# Task brief:
Within the records, find every line that includes the word "AggregateOp" and copy it.

# Record set:
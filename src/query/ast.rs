//! Query description
//!
//! A report request is a set of exact-match filters, an optional group-by
//! field, order fields, and select fields. A select field may carry an
//! aggregate suffix:
//!
//! ```text
//! TITLE            plain field
//! REV:sum          aggregate over the group
//! TITLE:count      count, shown alongside TITLE itself
//! ```

use crate::query::error::{QueryError, QueryResult};
use serde::{Deserialize, Serialize};
use std::collections::HashMap;
use std::str::FromStr;

/// A parsed report request
#[derive(Debug, Clone, Default, PartialEq)]
pub struct Query {
    /// Fields to sort by, primary first
    pub order_fields: Vec<String>,
    /// Exact-match filters, field to value
    pub filters: HashMap<String, String>,
    /// Columns to output. Empty means every schema field.
    pub select: Vec<SelectField>,
    /// Optional grouping field
    pub group_by: Option<String>,
}

impl Query {
    /// Start building a query with the given select tokens
    pub fn select(fields: &[&str]) -> QueryBuilder {
        QueryBuilder::new(fields)
    }

    /// Start building a query over every schema field
    pub fn all() -> QueryBuilder {
        QueryBuilder::new(&[])
    }

    /// Select fields that carry an aggregate
    pub fn aggregates(&self) -> impl Iterator<Item = &SelectField> {
        self.select.iter().filter(|s| s.aggregate.is_some())
    }
}

/// An item of the select list
#[derive(Debug, Clone, PartialEq, Eq)]
pub struct SelectField {
    /// Underlying record field
    pub field: String,
    /// Optional aggregate applied over the group
    pub aggregate: Option<AggregateOp>,
}

impl SelectField {
    pub fn new(field: impl Into<String>) -> Self {
        Self {
            field: field.into(),
            aggregate: None,
        }
    }

    pub fn with_aggregate(mut self, op: AggregateOp) -> Self {
        self.aggregate = Some(op);
        self
    }

    /// Report column name, `FIELD` or `FIELD:op`
    pub fn column(&self) -> String {
        match self.aggregate {
            Some(op) => format!("{}:{}", self.field, op),
            None => self.field.clone(),
        }
    }
}

impl FromStr for SelectField {
    type Err = QueryError;

    fn from_str(token: &str) -> QueryResult<Self> {
        match token.split_once(':') {
            Some((field, op)) => Ok(Self::new(field).with_aggregate(op.parse()?)),
            None => Ok(Self::new(token)),
        }
    }
}

/// Aggregate operators available on select fields
#[derive(Debug, Clone, Copy, PartialEq, Eq, Hash, Serialize, Deserialize)]
#[serde(rename_all = "lowercase")]
pub enum AggregateOp {
    Min,
    Max,
    Sum,
    Count,
    /// Set of distinct raw values
    Collect,
}

impl FromStr for AggregateOp {
    type Err = QueryError;

    fn from_str(s: &str) -> QueryResult<Self> {
        match s {
            "min" => Ok(Self::Min),
            "max" => Ok(Self::Max),
            "sum" => Ok(Self::Sum),
            "count" => Ok(Self::Count),
            "collect" => Ok(Self::Collect),
            other => Err(QueryError::UnsupportedAggregate(format!(
                "unknown operator {:?} (expected min, max, sum, count or collect)",
                other
            ))),
        }
    }
}

impl std::fmt::Display for AggregateOp {
    fn fmt(&self, f: &mut std::fmt::Formatter<'_>) -> std::fmt::Result {
        match self {
            Self::Min => write!(f, "min"),
            Self::Max => write!(f, "max"),
            Self::Sum => write!(f, "sum"),
            Self::Count => write!(f, "count"),
            Self::Collect => write!(f, "collect"),
        }
    }
}

/// Builder for [`Query`]
#[derive(Debug, Clone)]
pub struct QueryBuilder {
    select: Vec<String>,
    order_fields: Vec<String>,
    filters: HashMap<String, String>,
    group_by: Option<String>,
}

impl QueryBuilder {
    pub fn new(fields: &[&str]) -> Self {
        Self {
            select: fields.iter().map(|s| s.to_string()).collect(),
            order_fields: Vec::new(),
            filters: HashMap::new(),
            group_by: None,
        }
    }

    /// Add an exact-match filter
    pub fn filter(mut self, field: impl Into<String>, value: impl Into<String>) -> Self {
        self.filters.insert(field.into(), value.into());
        self
    }

    /// Add several filters at once
    pub fn filters(mut self, filters: HashMap<String, String>) -> Self {
        self.filters.extend(filters);
        self
    }

    /// Sort by these fields, primary first
    pub fn order_by(mut self, fields: &[&str]) -> Self {
        self.order_fields
            .extend(fields.iter().map(|s| s.to_string()));
        self
    }

    pub fn group_by(mut self, field: impl Into<String>) -> Self {
        self.group_by = Some(field.into());
        self
    }

    /// Parse the select tokens and build the query
    pub fn build(self) -> QueryResult<Query> {
        let select = self
            .select
            .iter()
            .map(|token| token.parse())
            .collect::<QueryResult<Vec<SelectField>>>()?;

        Ok(Query {
            order_fields: self.order_fields,
            filters: self.filters,
            select,
            group_by: self.group_by.filter(|g| !g.is_empty()),
        })
    }
}

#[cfg(test)]
mod tests {
    use super::*;

    #[test]
    fn test_parse_select_field() {
        let plain: SelectField = "TITLE".parse().unwrap();
        assert_eq!(plain, SelectField::new("TITLE"));
        assert_eq!(plain.column(), "TITLE");

        let agg: SelectField = "REV:sum".parse().unwrap();
        assert_eq!(agg, SelectField::new("REV").with_aggregate(AggregateOp::Sum));
        assert_eq!(agg.column(), "REV:sum");
    }

    #[test]
    fn test_unknown_operator() {
        let result = "REV:avg".parse::<SelectField>();
        assert!(matches!(result, Err(QueryError::UnsupportedAggregate(_))));

        // Operators are case-sensitive, like field names
        assert!("REV:SUM".parse::<SelectField>().is_err());
        assert!("REV:sum:extra".parse::<SelectField>().is_err());
    }

    #[test]
    fn test_builder() {
        let query = Query::select(&["TITLE", "REV:sum", "STB:collect"])
            .filter("PROVIDER", "warner bros")
            .order_by(&["TITLE"])
            .group_by("TITLE")
            .build()
            .unwrap();

        assert_eq!(query.select.len(), 3);
        assert_eq!(query.aggregates().count(), 2);
        assert_eq!(query.order_fields, vec!["TITLE"]);
        assert_eq!(query.group_by.as_deref(), Some("TITLE"));
        assert_eq!(query.filters.get("PROVIDER").map(String::as_str), Some("warner bros"));
    }

    #[test]
    fn test_empty_group_by_is_none() {
        let query = Query::all().group_by("").build().unwrap();
        assert!(query.group_by.is_none());
        assert!(query.select.is_empty());
    }
}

# Answer box:
    pub aggregate: Option<AggregateOp>,
    pub fn with_aggregate(mut self, op: AggregateOp) -> Self {
pub enum AggregateOp {
impl FromStr for AggregateOp {
impl std::fmt::Display for AggregateOp {
        assert_eq!(agg, SelectField::new("REV").with_aggregate(AggregateOp::Sum));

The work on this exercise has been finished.